Your goal ::
The records that follow are to be transcribed word for word.
======== Data for processing
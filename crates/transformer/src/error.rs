use http::StatusCode;
use thiserror::Error;

pub type Result<T> = std::result::Result<T, Error>;

/// Transformer errors, keyed by the gateway taxonomy.
///
/// Translation code returns these structured values; the inbound adapter at
/// the edge renders them into the caller's dialect envelope. `Cancelled` is a
/// sentinel outside the taxonomy: it is propagated as-is and never formatted
/// into an error body.
#[derive(Debug, Error)]
pub enum Error {
    /// Caller-provided data failed validation before any I/O.
    #[error("{0}")]
    InvalidRequest(String),

    /// Model name absent or not permitted by the channel.
    #[error("invalid model: {0}")]
    InvalidModel(String),

    /// Upstream returned a syntactically valid but semantically empty payload.
    #[error("invalid upstream response: {0}")]
    InvalidResponse(String),

    /// 4xx/5xx from upstream, parsed into the provider's native error shape
    /// when possible.
    #[error("upstream error ({status}): {message}")]
    UpstreamHttp {
        /// HTTP status returned by the provider.
        status: u16,
        /// Provider error type/status label, e.g. `INVALID_ARGUMENT`.
        kind: String,
        /// Provider error message, or the raw body when parsing failed.
        message: String,
        /// Provider error code, when the dialect carries one.
        code: Option<String>,
    },

    /// Network failure surfaced by the HTTP client.
    #[error("transport error: {0}")]
    Transport(String),

    /// The request was cancelled. Not part of the taxonomy; never rendered.
    #[error("request cancelled")]
    Cancelled,

    /// Anything else. The message, when present, came from a provider and is
    /// safe to show; `None` means an internal failure whose details must not
    /// leak to callers.
    #[error("internal error")]
    Internal(Option<String>),
}

impl Error {
    /// HTTP status returned to the caller.
    pub fn status_code(&self) -> StatusCode {
        match self {
            Self::InvalidRequest(_) => StatusCode::BAD_REQUEST,
            Self::InvalidModel(_) => StatusCode::NOT_FOUND,
            Self::InvalidResponse(_) => StatusCode::BAD_GATEWAY,
            Self::UpstreamHttp { status, .. } => {
                StatusCode::from_u16(*status).unwrap_or(StatusCode::BAD_GATEWAY)
            }
            Self::Transport(_) => StatusCode::BAD_GATEWAY,
            // Client closed request; nginx convention. The pipeline normally
            // returns before an envelope is built.
            Self::Cancelled => StatusCode::from_u16(499).unwrap_or(StatusCode::BAD_REQUEST),
            Self::Internal(_) => StatusCode::INTERNAL_SERVER_ERROR,
        }
    }

    /// Error type label used by OpenAI-shaped envelopes.
    pub fn error_type(&self) -> &str {
        match self {
            Self::InvalidRequest(_) => "invalid_request_error",
            Self::InvalidModel(_) => "not_found_error",
            Self::UpstreamHttp { kind, .. } if !kind.is_empty() => kind,
            Self::InvalidResponse(_) | Self::Transport(_) | Self::UpstreamHttp { .. } => "api_error",
            Self::Cancelled => "cancelled",
            Self::Internal(_) => "internal_error",
        }
    }

    /// Provider error code, when one was carried through.
    pub fn error_code(&self) -> Option<&str> {
        match self {
            Self::UpstreamHttp { code, .. } => code.as_deref(),
            _ => None,
        }
    }

    /// Message that is safe to expose to API consumers.
    ///
    /// Upstream errors surface the provider's own message, not the wrapping.
    pub fn client_message(&self) -> String {
        match self {
            Self::UpstreamHttp { message, .. } => message.clone(),
            Self::Internal(Some(provider_msg)) => provider_msg.clone(),
            Self::Internal(None) => "Internal server error".to_string(),
            _ => self.to_string(),
        }
    }
}

#[cfg(test)]
mod tests {
    use super::*;

    #[test]
    fn upstream_status_is_preserved() {
        let err = Error::UpstreamHttp {
            status: 429,
            kind: "rate_limit_error".to_string(),
            message: "slow down".to_string(),
            code: None,
        };

        assert_eq!(err.status_code(), StatusCode::TOO_MANY_REQUESTS);
        assert_eq!(err.error_type(), "rate_limit_error");
    }

    #[test]
    fn internal_error_without_provider_message_does_not_leak() {
        let err = Error::Internal(None);
        assert_eq!(err.client_message(), "Internal server error");
        assert_eq!(err.status_code(), StatusCode::INTERNAL_SERVER_ERROR);
    }

    #[test]
    fn upstream_error_kind_wins_over_generic_api_error() {
        let err = Error::UpstreamHttp {
            status: 400,
            kind: "INVALID_ARGUMENT".to_string(),
            message: "bad".to_string(),
            code: Some("400".to_string()),
        };

        assert_eq!(err.error_type(), "INVALID_ARGUMENT");
        assert_eq!(err.error_code(), Some("400"));
    }
}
================
Solution to the problem ::
filename crates/transformer/src/error.rs
use http::StatusCode;
use thiserror::Error;

pub type Result<T> = std::result::Result<T, Error>;

/// Transformer errors, keyed by the gateway taxonomy.
///
/// Translation code returns these structured values; the inbound adapter at
/// the edge renders them into the caller's dialect envelope. `Cancelled` is a
/// sentinel outside the taxonomy: it is propagated as-is and never formatted
/// into an error body.
#[derive(Debug, Error)]
pub enum Error {
    /// Caller-provided data failed validation before any I/O.
    #[error("{0}")]
    InvalidRequest(String),

    /// Model name absent or not permitted by the channel.
    #[error("invalid model: {0}")]
    InvalidModel(String),

    /// Upstream returned a syntactically valid but semantically empty payload.
    #[error("invalid upstream response: {0}")]
    InvalidResponse(String),

    /// 4xx/5xx from upstream, parsed into the provider's native error shape
    /// when possible.
    #[error("upstream error ({status}): {message}")]
    UpstreamHttp {
        /// HTTP status returned by the provider.
        status: u16,
        /// Provider error type/status label, e.g. `INVALID_ARGUMENT`.
        kind: String,
        /// Provider error message, or the raw body when parsing failed.
        message: String,
        /// Provider error code, when the dialect carries one.
        code: Option<String>,
    },

    /// Network failure surfaced by the HTTP client.
    #[error("transport error: {0}")]
    Transport(String),

    /// The request was cancelled. Not part of the taxonomy; never rendered.
    #[error("request cancelled")]
    Cancelled,

    /// Anything else. The message, when present, came from a provider and is
    /// safe to show; `None` means an internal failure whose details must not
    /// leak to callers.
    #[error("internal error")]
    Internal(Option<String>),
}

impl Error {
    /// HTTP status returned to the caller.
    pub fn status_code(&self) -> StatusCode {
        match self {
            Self::InvalidRequest(_) => StatusCode::BAD_REQUEST,
            Self::InvalidModel(_) => StatusCode::NOT_FOUND,
            Self::InvalidResponse(_) => StatusCode::BAD_GATEWAY,
            Self::UpstreamHttp { status, .. } => {
                StatusCode::from_u16(*status).unwrap_or(StatusCode::BAD_GATEWAY)
            }
            Self::Transport(_) => StatusCode::BAD_GATEWAY,
            // Client closed request; nginx convention. The pipeline normally
            // returns before an envelope is built.
            Self::Cancelled => StatusCode::from_u16(499).unwrap_or(StatusCode::BAD_REQUEST),
            Self::Internal(_) => StatusCode::INTERNAL_SERVER_ERROR,
        }
    }

    /// Error type label used by OpenAI-shaped envelopes.
    pub fn error_type(&self) -> &str {
        match self {
            Self::InvalidRequest(_) => "invalid_request_error",
            Self::InvalidModel(_) => "not_found_error",
            Self::UpstreamHttp { kind, .. } if !kind.is_empty() => kind,
            Self::InvalidResponse(_) | Self::Transport(_) | Self::UpstreamHttp { .. } => "api_error",
            Self::Cancelled => "cancelled",
            Self::Internal(_) => "internal_error",
        }
    }

    /// Provider error code, when one was carried through.
    pub fn error_code(&self) -> Option<&str> {
        match self {
            Self::UpstreamHttp { code, .. } => code.as_deref(),
            _ => None,
        }
    }

    /// Message that is safe to expose to API consumers.
    ///
    /// Upstream errors surface the provider's own message, not the wrapping.
    pub fn client_message(&self) -> String {
        match self {
            Self::UpstreamHttp { message, .. } => message.clone(),
            Self::Internal(Some(provider_msg)) => provider_msg.clone(),
            Self::Internal(None) => "Internal server error".to_string(),
            _ => self.to_string(),
        }
    }
}

#[cfg(test)]
mod tests {
    use super::*;

    #[test]
    fn upstream_status_is_preserved() {
        let err = Error::UpstreamHttp {
            status: 429,
            kind: "rate_limit_error".to_string(),
            message: "slow down".to_string(),
            code: None,
        };

        assert_eq!(err.status_code(), StatusCode::TOO_MANY_REQUESTS);
        assert_eq!(err.error_type(), "rate_limit_error");
    }

    #[test]
    fn internal_error_without_provider_message_does_not_leak() {
        let err = Error::Internal(None);
        assert_eq!(err.client_message(), "Internal server error");
        assert_eq!(err.status_code(), StatusCode::INTERNAL_SERVER_ERROR);
    }

    #[test]
    fn upstream_error_kind_wins_over_generic_api_error() {
        let err = Error::UpstreamHttp {
            status: 400,
            kind: "INVALID_ARGUMENT".to_string(),
            message: "bad".to_string(),
            code: Some("400".to_string()),
        };

        assert_eq!(err.error_type(), "INVALID_ARGUMENT");
        assert_eq!(err.error_code(), Some("400"));
    }
}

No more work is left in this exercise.